Background: There exists a wide variety of bone grafts, substitutes, and extenders, which are utilized in spinal arthrodesis surgery. While iliac crest autograft is the traditional gold standard for use in spinal arthrodesis, there is considerable discrepancy in the literature regarding its associated complications. Primarily among these is the perception that the procedure is painful and has a high infection rate. The purpose of this study is to determine if patients experience more pain postoperatively on the iliac crest autograft donor side of the pelvis than the contralateral side.
Methods: This study was a retrospective chart analysis of prospectively collected data on 76 patients who underwent elective lumbar arthrodesis with iliac crest autograft performed by one surgeon. The patients filled out a pain diagram with a five-region visual analogue scale, including each iliac crest, at the preoperative and each postoperative visit. Patient-reported pain data at various time points was compared from donor and contralateral sides and analysis included trends over time. Additionally, complications were noted when they occurred. The surgical approach involved a midline skin incision in all patients with epifascial and subperiosteal dissection to the posterior superior iliac spine.

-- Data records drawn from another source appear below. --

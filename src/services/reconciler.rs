use {
    crate::domain::{
        error::PaymentError,
        id::OrderId,
        order::{Order, OrderStatus, TransitionMeta},
        payment::{PaymentCallback, PaymentOutcome, ReconcileOutcome},
        ports::{Clock, EnrollmentService, OrderStore},
    },
    std::sync::Arc,
};

const EXPIRY_ACTOR: &str = "reconciler:expiry";

/// Applies verified payment events to orders exactly once.
///
/// Every status change goes through `OrderStore::try_transition`, a
/// conditional update on the current status, so callbacks, retries and the
/// expiration sweep can race on the same order and only one of them wins.
#[derive(Clone)]
pub struct Reconciler {
    store: Arc<dyn OrderStore>,
    enrollment: Arc<dyn EnrollmentService>,
    clock: Arc<dyn Clock>,
}

impl Reconciler {
    pub fn new(
        store: Arc<dyn OrderStore>,
        enrollment: Arc<dyn EnrollmentService>,
        clock: Arc<dyn Clock>,
    ) -> Self {
        Self {
            store,
            enrollment,
            clock,
        }
    }

    pub fn store(&self) -> &Arc<dyn OrderStore> {
        &self.store
    }

    pub fn clock(&self) -> &Arc<dyn Clock> {
        &self.clock
    }

    /// Callers must have verified the callback signature already.
    #[tracing::instrument(
        name = "reconcile",
        skip_all,
        fields(provider = %callback.provider, order_id = %callback.order_id, trans_id = %callback.trans_id)
    )]
    pub async fn reconcile(
        &self,
        callback: &PaymentCallback,
    ) -> Result<ReconcileOutcome, PaymentError> {
        let order = self
            .store
            .find_by_id(&callback.order_id)
            .await?
            .ok_or_else(|| {
                tracing::warn!("callback for unknown order");
                PaymentError::OrderNotFound(callback.order_id.to_string())
            })?;

        if order.status.is_terminal() {
            return self.settle_terminal(&order, callback).await;
        }

        if order.amount != callback.amount {
            tracing::warn!(
                expected = order.amount.value(),
                actual = callback.amount.value(),
                "callback amount does not match order"
            );
            return Err(PaymentError::AmountMismatch {
                expected: order.amount.value(),
                actual: callback.amount.value(),
            });
        }

        let Some(target) = callback.outcome.target_status() else {
            tracing::info!(result_code = %callback.result_code, "provider reports payment still processing");
            return Ok(ReconcileOutcome::StillPending);
        };

        if order.is_expired_at(self.clock.now()) {
            return self.settle_late(&order, callback).await;
        }

        let meta = TransitionMeta {
            provider: Some(callback.provider),
            trans_id: Some(callback.trans_id.clone()),
            paid_amount: Some(callback.amount),
            result_code: Some(callback.result_code.clone()),
            reference: None,
            actor: format!("callback:{}", callback.provider),
        };

        let won = self
            .store
            .try_transition(&order.id, OrderStatus::Pending, target, &meta)
            .await?;

        if !won {
            // Another delivery or the sweep moved the order first.
            let current = self.reload(&order.id).await?;
            return self.settle_terminal(&current, callback).await;
        }

        tracing::info!(status = %target, "order transitioned");
        if target == OrderStatus::Paid {
            self.fulfill(&order.id).await?;
        }
        Ok(ReconcileOutcome::Applied(target))
    }

    /// The order is no longer PENDING. Same transaction means a repeated
    /// delivery; anything else is a conflict left for manual review.
    async fn settle_terminal(
        &self,
        order: &Order,
        callback: &PaymentCallback,
    ) -> Result<ReconcileOutcome, PaymentError> {
        if order.trans_id.as_ref() == Some(&callback.trans_id) {
            tracing::info!(status = %order.status, "duplicate delivery, already applied");
            if order.status == OrderStatus::Paid && !order.fulfilled {
                // An earlier delivery transitioned but its grant failed.
                self.fulfill(&order.id).await?;
            }
            return Ok(ReconcileOutcome::Duplicate(order.status));
        }

        if order.status == OrderStatus::Expired && callback.outcome == PaymentOutcome::Failure {
            tracing::info!("failure notice for expired order, nothing to do");
            return Ok(ReconcileOutcome::Ignored(order.status));
        }

        tracing::error!(
            current = %order.status,
            stored_trans_id = order.trans_id.as_ref().map(|t| t.as_str()).unwrap_or(""),
            outcome = ?callback.outcome,
            "callback conflicts with terminal order, manual review required"
        );
        Err(PaymentError::OrderStateConflict {
            order_id: order.id.to_string(),
            current: order.status,
        })
    }

    /// PENDING but past its window: expire it the same way the sweep would,
    /// then judge the callback against the result.
    async fn settle_late(
        &self,
        order: &Order,
        callback: &PaymentCallback,
    ) -> Result<ReconcileOutcome, PaymentError> {
        let meta = TransitionMeta::expiry(EXPIRY_ACTOR);
        let won = self
            .store
            .try_transition(&order.id, OrderStatus::Pending, OrderStatus::Expired, &meta)
            .await?;
        if won {
            tracing::info!("order expired on late callback");
        }
        let current = self.reload(&order.id).await?;
        self.settle_terminal(&current, callback).await
    }

    async fn fulfill(&self, order_id: &OrderId) -> Result<(), PaymentError> {
        if !self.store.claim_fulfillment(order_id).await? {
            tracing::debug!("fulfillment already claimed");
            return Ok(());
        }
        if let Err(e) = self.enrollment.grant_access(order_id).await {
            tracing::error!(error = %e, "grant_access failed, releasing claim for retry");
            self.store.release_fulfillment(order_id).await?;
            return Err(e);
        }
        tracing::info!("access granted");
        Ok(())
    }

    async fn reload(&self, id: &OrderId) -> Result<Order, PaymentError> {
        self.store
            .find_by_id(id)
            .await?
            .ok_or_else(|| PaymentError::OrderNotFound(id.to_string()))
    }

    /// One sweep pass: expire PENDING orders past their deadline. Returns how
    /// many this pass actually moved.
    pub async fn expire_overdue(&self, batch: i64) -> Result<u64, PaymentError> {
        let now = self.clock.now();
        let ids = self.store.find_expired_pending(now, batch).await?;
        let meta = TransitionMeta::expiry("sweep:expiry");
        let mut expired = 0;
        for id in ids {
            match self
                .store
                .try_transition(&id, OrderStatus::Pending, OrderStatus::Expired, &meta)
                .await
            {
                Ok(true) => expired += 1,
                Ok(false) => tracing::debug!(order_id = %id, "order left PENDING before sweep"),
                Err(e) => tracing::error!(order_id = %id, error = %e, "failed to expire order"),
            }
        }
        Ok(expired)
    }
}
pub mod ack;
pub mod api_errors;
pub mod http;
pub mod momo;
pub mod vnpay;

Results: There were no significant differences in reported pain between donor and nondonor side. There was no significant main effect of side of measurement (P = .75) and no significant side by time of measurement interaction effect (P = .95). There was a significant main effect of time of measurement for both sides (P < .001). There were no cases of donor site complications.
Conclusions: Iliac crest harvest and reconstruction utilizing this technique does not result in increased pain on the side of the harvest. This study supports a low morbidity rate for iliac crest autograft harvest as no complications were seen in this series.
Level of evidence: 3.
Keywords: ICBG; arthrodesis; bone; crest; donor; fusion; graft; harvest; iliac; lumbar; morbidity; pain; postoperative; side.